Recién, tropecé con Reto final. Sus directores, Misael Morales y Alfredo Acosta, del Diezmero, incluyeron una larga lista de créditos y agradecimientos que pocas de estas producciones contiene. Usan el formato del mediometraje de formato televisivo, de 55 minutos. Con este caso, se confirma la reinante predilección por relatos de pandillas: dos grupos de adolescentes con conflictos entre sí, que integran además conjuntos de reggaetón rivales, son el centro de Reto final. Los conflictos de la trama son confusos, e incluyen un drama filial, una historia de amor, varias riñas callejeras e incluso una reyerta donde el protagonista recibe un disparo. El clímax de Reto final sucede durante un concurso de reggaetón que adquiere forma de duelo o desafío, sobre el escenario. Finalmente, los enemigos hacen las paces y los héroes positivos resultan vencedores.

Este interés del cine cubano espontáneo por temas que ilustran subculturas urbanas e incluyen la música, resulta sintomático de los imaginarios en circulación en la Cuba de hoy. Así, Creo en el amor, que tiene una duración de 56 minutos y viene sin créditos de producción, cuenta el romance de una pareja de adolescentes: él canta reggaetón; ella es la hija de su repasadora de matemática. Se conocen, comienzan a compenetrarse, ella se enferma, sufre una operación, se recupera, comienza un noviazgo al que la madre se opone. Al final, los adolescentes cantan a dúo una versión de “Girl on Fire”, de Alicia Keys, rebautizada como “Creo en el amor”, donde reafirman la autenticidad de la pasión mutua.

Aunque mi primera reacción como crítico es destacar la baja factura de realización y la indigencia del sonido (en todas estas producciones se capturan los diálogos en directo con el micrófono de las cámaras o con dispositivos no profesionales, lo que resulta en bandas sonoras demasiado sucias), su valor sociológico y antropológico me hace volver a reparar en la esencia originaria del cine como juego e invención de formas. Porque a través de estas películas se filtran las ansias de expresión de gente que de otro modo permanecería en el anonimato y se hacen visibles rasgos de una cultura popular que no encuentra cabida en las formas artísticas que, a nombre de la representación de los imaginarios del país, dejan fuera mucho.

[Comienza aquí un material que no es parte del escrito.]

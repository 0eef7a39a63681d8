//! # ConfigMap Watch
//!
//! Watches for ConfigMap changes and hot-reloads controller configuration.

use crate::config::{ControllerConfig, ServerConfig, SharedConfig, WorkspaceConfig};
use futures::{pin_mut, StreamExt};
use k8s_openapi::api::core::v1::ConfigMap;
use kube::Api;
use kube_runtime::watcher;
use std::collections::BTreeMap;
use tracing::{error, info, warn};

/// Start watching for ConfigMap changes and hot-reload configuration
///
/// Watches the named ConfigMap in the controller namespace. Keys are the
/// environment variable names, case-insensitive. Deleting the ConfigMap
/// reverts to environment/defaults. Running passes keep the snapshot they
/// started with; the next pass sees the new values.
pub fn start_configmap_watch(
    client: kube::Client,
    namespace: &str,
    configmap_name: &str,
    config: SharedConfig,
) {
    let namespace = namespace.to_string();
    let configmap_name = configmap_name.to_string();
    tokio::spawn(async move {
        let configmaps: Api<ConfigMap> = Api::namespaced(client, &namespace);

        info!(
            "Starting watch for ConfigMap '{}' in namespace '{}'",
            configmap_name, namespace
        );

        let watcher_config =
            watcher::Config::default().fields(&format!("metadata.name={configmap_name}"));

        let stream = watcher(configmaps, watcher_config);
        pin_mut!(stream);

        while let Some(event_result) = stream.next().await {
            match event_result {
                Ok(watcher::Event::Apply(configmap) | watcher::Event::InitApply(configmap)) => {
                    if configmap.metadata.name.as_deref() == Some(configmap_name.as_str()) {
                        info!("ConfigMap '{}' changed, reloading configuration", configmap_name);
                        apply_reload(&config, configmap.data.as_ref()).await;
                    }
                }
                Ok(watcher::Event::Delete(configmap)) => {
                    if configmap.metadata.name.as_deref() == Some(configmap_name.as_str()) {
                        warn!(
                            "ConfigMap '{}' was deleted, reverting to defaults",
                            configmap_name
                        );
                        apply_reload(&config, None).await;
                    }
                }
                Ok(watcher::Event::Init | watcher::Event::InitDone) => {}
                Err(e) => {
                    // The watcher retries on its own
                    error!("Error watching ConfigMap: {}", e);
                }
            }
        }

        warn!("ConfigMap watch stream ended");
    });
}

async fn apply_reload(config: &SharedConfig, data: Option<&BTreeMap<String, String>>) {
    let (controller, server, workspace) = reload_from_data(data);

    *config.controller.write().await = controller.clone();
    *config.server.write().await = server;
    *config.workspace.write().await = workspace.clone();

    info!(
        progress_timeout = workspace.progress_timeout.as_str(),
        cleanup_on_stop = workspace.cleanup_on_stop,
        backoff_start_ms = controller.backoff_start_ms,
        backoff_max_ms = controller.backoff_max_ms,
        "Configuration reloaded"
    );
}

/// Build fresh configuration from ConfigMap data layered over the environment
///
/// ConfigMap keys are upper-cased before lookup, so `workspace_progress_timeout`
/// and `WORKSPACE_PROGRESS_TIMEOUT` are equivalent.
#[must_use]
pub fn reload_from_data(
    data: Option<&BTreeMap<String, String>>,
) -> (ControllerConfig, ServerConfig, WorkspaceConfig) {
    let overrides: BTreeMap<String, String> = data
        .into_iter()
        .flatten()
        .map(|(k, v)| (k.to_uppercase(), v.clone()))
        .collect();
    let lookup = |key: &str| {
        overrides
            .get(key)
            .cloned()
            .or_else(|| std::env::var(key).ok())
    };
    (
        ControllerConfig::from_lookup(&lookup),
        ServerConfig::from_lookup(&lookup),
        WorkspaceConfig::from_lookup(&lookup),
    )
}

#[cfg(test)]
mod tests {
    use super::*;

    #[test]
    fn test_reload_uppercases_configmap_keys() {
        let data = BTreeMap::from([
            ("workspace_progress_timeout".to_string(), "15m".to_string()),
            ("WORKSPACE_CLEANUP_ON_STOP".to_string(), "true".to_string()),
        ]);
        let (_, _, workspace) = reload_from_data(Some(&data));
        assert_eq!(workspace.progress_timeout, "15m");
        assert!(workspace.cleanup_on_stop);
    }
}
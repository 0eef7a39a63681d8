//! # Cluster Access
//!
//! The [`WorkspaceStore`] trait is the engine's only path to the API server.
//! Production uses [`KubeWorkspaceStore`]; tests substitute an in-memory
//! implementation through the same seam.

mod kube_store;

pub use kube_store::KubeWorkspaceStore;

use crate::crd::{DevWorkspace, DevWorkspaceStatus};
use async_trait::async_trait;
use k8s_openapi::api::core::v1::ConfigMap;
use k8s_openapi::apimachinery::pkg::apis::meta::v1::OwnerReference;
use std::fmt;

/// Error returned by [`WorkspaceStore`] operations
#[derive(Debug, thiserror::Error)]
pub enum StoreError {
    /// Optimistic concurrency check failed; the object changed underneath us
    #[error("conflict updating {0}")]
    Conflict(String),
    #[error("{0} not found")]
    NotFound(String),
    #[error("kubernetes API error: {0}")]
    Kube(#[source] kube::Error),
    #[error("failed to encode request: {0}")]
    Encode(#[from] serde_json::Error),
}

impl StoreError {
    #[must_use]
    pub fn is_conflict(&self) -> bool {
        matches!(self, StoreError::Conflict(_))
    }

    #[must_use]
    pub fn is_not_found(&self) -> bool {
        matches!(self, StoreError::NotFound(_))
    }

    /// Classify a kube error for the object identified by `what`
    pub fn from_kube(err: kube::Error, what: &str) -> Self {
        match &err {
            kube::Error::Api(response) if response.code == 409 => {
                StoreError::Conflict(what.to_string())
            }
            kube::Error::Api(response) if response.code == 404 => {
                StoreError::NotFound(what.to_string())
            }
            _ => StoreError::Kube(err),
        }
    }
}

/// Kind of a workspace-owned object that the stop path may delete
#[derive(Debug, Clone, Copy, PartialEq, Eq, Hash, PartialOrd, Ord)]
pub enum ObjectKind {
    Deployment,
    ConfigMap,
    Secret,
    Routing,
}

impl fmt::Display for ObjectKind {
    fn fmt(&self, f: &mut fmt::Formatter<'_>) -> fmt::Result {
        f.write_str(match self {
            ObjectKind::Deployment => "Deployment",
            ObjectKind::ConfigMap => "ConfigMap",
            ObjectKind::Secret => "Secret",
            ObjectKind::Routing => "DevWorkspaceRouting",
        })
    }
}

/// An object labelled with a workspace identifier
#[derive(Debug, Clone, PartialEq)]
pub struct OwnedObject {
    pub kind: ObjectKind,
    pub namespace: String,
    pub name: String,
    pub owner_references: Vec<OwnerReference>,
}

impl OwnedObject {
    /// True when the workspace is the object's only owner
    #[must_use]
    pub fn solely_owned_by(&self, uid: &str) -> bool {
        matches!(self.owner_references.as_slice(), [only] if only.uid == uid)
    }
}

/// Reads and writes against the API server used by the engine
///
/// Writes carry the resource version of the object they were computed from.
/// A stale version surfaces as [`StoreError::Conflict`].
#[async_trait]
pub trait WorkspaceStore: Send + Sync {
    /// Fetch a workspace; `None` when it no longer exists
    async fn get_workspace(
        &self,
        namespace: &str,
        name: &str,
    ) -> Result<Option<DevWorkspace>, StoreError>;

    async fn list_workspaces(&self, namespace: &str) -> Result<Vec<DevWorkspace>, StoreError>;

    /// Write the status sub-resource; returns the updated workspace
    async fn replace_status(
        &self,
        workspace: &DevWorkspace,
        status: &DevWorkspaceStatus,
    ) -> Result<DevWorkspace, StoreError>;

    async fn set_finalizers(
        &self,
        workspace: &DevWorkspace,
        finalizers: &[String],
    ) -> Result<(), StoreError>;

    async fn set_started(&self, workspace: &DevWorkspace, started: bool)
        -> Result<(), StoreError>;

    async fn remove_annotation(&self, workspace: &DevWorkspace, key: &str)
        -> Result<(), StoreError>;

    async fn namespace_terminating(&self, namespace: &str) -> Result<bool, StoreError>;

    /// Objects labelled with the workspace identifier
    async fn list_owned_objects(
        &self,
        namespace: &str,
        workspace_id: &str,
    ) -> Result<Vec<OwnedObject>, StoreError>;

    /// Delete an object; a missing object counts as deleted
    async fn delete_object(&self, object: &OwnedObject) -> Result<(), StoreError>;

    /// Create or update a ConfigMap
    async fn apply_config_map(&self, config_map: &ConfigMap) -> Result<(), StoreError>;
}

#[cfg(test)]
mod tests {
    use super::*;

    fn owner(uid: &str) -> OwnerReference {
        OwnerReference {
            api_version: "workspace.devfile.io/v1alpha2".to_string(),
            kind: "DevWorkspace".to_string(),
            name: "ws".to_string(),
            uid: uid.to_string(),
            ..Default::default()
        }
    }

    #[test]
    fn test_solely_owned_by() {
        let object = |owners: Vec<OwnerReference>| OwnedObject {
            kind: ObjectKind::Secret,
            namespace: "user".to_string(),
            name: "s".to_string(),
            owner_references: owners,
        };

        assert!(object(vec![owner("abc")]).solely_owned_by("abc"));
        assert!(!object(vec![owner("other")]).solely_owned_by("abc"));
        assert!(!object(vec![]).solely_owned_by("abc"));
        assert!(!object(vec![owner("abc"), owner("other")]).solely_owned_by("abc"));
    }
}
//! # Workspace Metadata
//!
//! A ConfigMap holding the workspace's original and flattened templates,
//! mounted into every container so in-workspace tooling (project clone
//! included) can read the resolved devfile.

use crate::constants::{
    DEVWORKSPACE_ID_LABEL, METADATA_FLATTENED_KEY, METADATA_MOUNT_PATH, METADATA_ORIGINAL_KEY,
};
use crate::crd::{DevWorkspace, DevWorkspaceTemplateSpec};
use crate::provision::env::inject_env;
use crate::provision::PodAdditions;
use k8s_openapi::api::core::v1::{ConfigMap, ConfigMapVolumeSource, Volume, VolumeMount};
use k8s_openapi::apimachinery::pkg::apis::meta::v1::ObjectMeta;
use kube::{Resource, ResourceExt};
use std::collections::BTreeMap;

const METADATA_VOLUME: &str = "workspace-metadata";

#[must_use]
pub fn metadata_config_map_name(workspace_id: &str) -> String {
    format!("{workspace_id}-metadata")
}

/// ConfigMap describing the original and flattened templates
///
/// # Errors
///
/// Returns the serialization error if either template cannot be encoded.
pub fn metadata_config_map(
    workspace: &DevWorkspace,
    flattened: &DevWorkspaceTemplateSpec,
) -> Result<ConfigMap, serde_yaml::Error> {
    let workspace_id = workspace.workspace_id();
    let data = BTreeMap::from([
        (
            METADATA_ORIGINAL_KEY.to_string(),
            serde_yaml::to_string(&workspace.spec.template)?,
        ),
        (
            METADATA_FLATTENED_KEY.to_string(),
            serde_yaml::to_string(flattened)?,
        ),
    ]);
    Ok(ConfigMap {
        metadata: ObjectMeta {
            name: Some(metadata_config_map_name(workspace_id)),
            namespace: workspace.namespace(),
            labels: Some(BTreeMap::from([(
                DEVWORKSPACE_ID_LABEL.to_string(),
                workspace_id.to_string(),
            )])),
            owner_references: workspace.controller_owner_ref(&()).map(|r| vec![r]),
            ..Default::default()
        },
        data: Some(data),
        ..Default::default()
    })
}

/// Mount the metadata ConfigMap read-only and point `DEVWORKSPACE_METADATA` at it
pub fn mount_metadata(pod: &mut PodAdditions, workspace_id: &str) {
    pod.volumes.push(Volume {
        name: METADATA_VOLUME.to_string(),
        config_map: Some(ConfigMapVolumeSource {
            name: metadata_config_map_name(workspace_id),
            ..Default::default()
        }),
        ..Default::default()
    });
    for container in pod.all_containers_mut() {
        container
            .volume_mounts
            .get_or_insert_with(Vec::new)
            .push(VolumeMount {
                name: METADATA_VOLUME.to_string(),
                mount_path: METADATA_MOUNT_PATH.to_string(),
                read_only: Some(true),
                ..Default::default()
            });
    }
    inject_env(
        pod,
        &[(
            "DEVWORKSPACE_METADATA".to_string(),
            METADATA_MOUNT_PATH.to_string(),
        )],
    );
}

#[cfg(test)]
mod tests {
    use super::*;
    use crate::crd::{DevWorkspaceSpec, DevWorkspaceStatus};
    use k8s_openapi::api::core::v1::Container;

    fn workspace() -> DevWorkspace {
        let mut ws = DevWorkspace::new("my-ws", DevWorkspaceSpec::default());
        ws.metadata.namespace = Some("user-ns".to_string());
        ws.metadata.uid = Some("0f8fad5b-d9cb-469f-a165-70867728950e".to_string());
        ws.status = Some(DevWorkspaceStatus {
            devworkspace_id: "workspace0f8fad5bd9cb469f".to_string(),
            ..Default::default()
        });
        ws
    }

    #[test]
    fn test_metadata_config_map() {
        let flattened = DevWorkspaceTemplateSpec {
            attributes: BTreeMap::from([("origin".to_string(), "flattened-template".to_string())]),
            ..Default::default()
        };
        let cm = metadata_config_map(&workspace(), &flattened).unwrap();

        assert_eq!(cm.metadata.name.as_deref(), Some("workspace0f8fad5bd9cb469f-metadata"));
        assert_eq!(cm.metadata.namespace.as_deref(), Some("user-ns"));
        let owner = &cm.metadata.owner_references.as_ref().unwrap()[0];
        assert_eq!(owner.uid, "0f8fad5b-d9cb-469f-a165-70867728950e");

        let data = cm.data.unwrap();
        assert!(data[METADATA_FLATTENED_KEY].contains("origin: flattened-template"));
        assert!(data.contains_key(METADATA_ORIGINAL_KEY));
    }

    #[test]
    fn test_mount_metadata_reaches_init_containers() {
        let mut pod = PodAdditions {
            containers: vec![Container {
                name: "tooling".to_string(),
                ..Default::default()
            }],
            init_containers: vec![Container {
                name: "project-clone".to_string(),
                ..Default::default()
            }],
            ..Default::default()
        };
        mount_metadata(&mut pod, "workspace1");

        assert_eq!(pod.volumes.len(), 1);
        for container in pod.containers.iter().chain(&pod.init_containers) {
            let mount = &container.volume_mounts.as_ref().unwrap()[0];
            assert_eq!(mount.mount_path, METADATA_MOUNT_PATH);
            let env = container.env.as_ref().unwrap();
            assert!(env.iter().any(|e| e.name == "DEVWORKSPACE_METADATA"));
        }
    }
}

Décadas atrás, a los administradores culturales cubanos se les ocurrió decretar la extinción del artista como especialista, “un rezago burgués”, proclamando en su lugar la atractiva idea de transformar la cultura en el reino de los aficionados. Ello, que acabó siendo demasiado ilusorio y voluntarista, tuvo un efecto terrible sobre las artes locales. En la actualidad, cuando el antaño vibrante movimiento nacional de aficionados es un olvidado dinosaurio, henos colocados en el centro del paraíso del aficionado. Como dice el director de Corazón cubano: “Para vivir en este barrio hay que ser un artista”. En nuestros barrios sobran los artistas de la sobrevivencia, cómo iban a faltar cineastas.

Ante semejante panorama, escojo ubicarme fuera de mi clase social y de mi emplazamiento de élite. Decido prestar atención.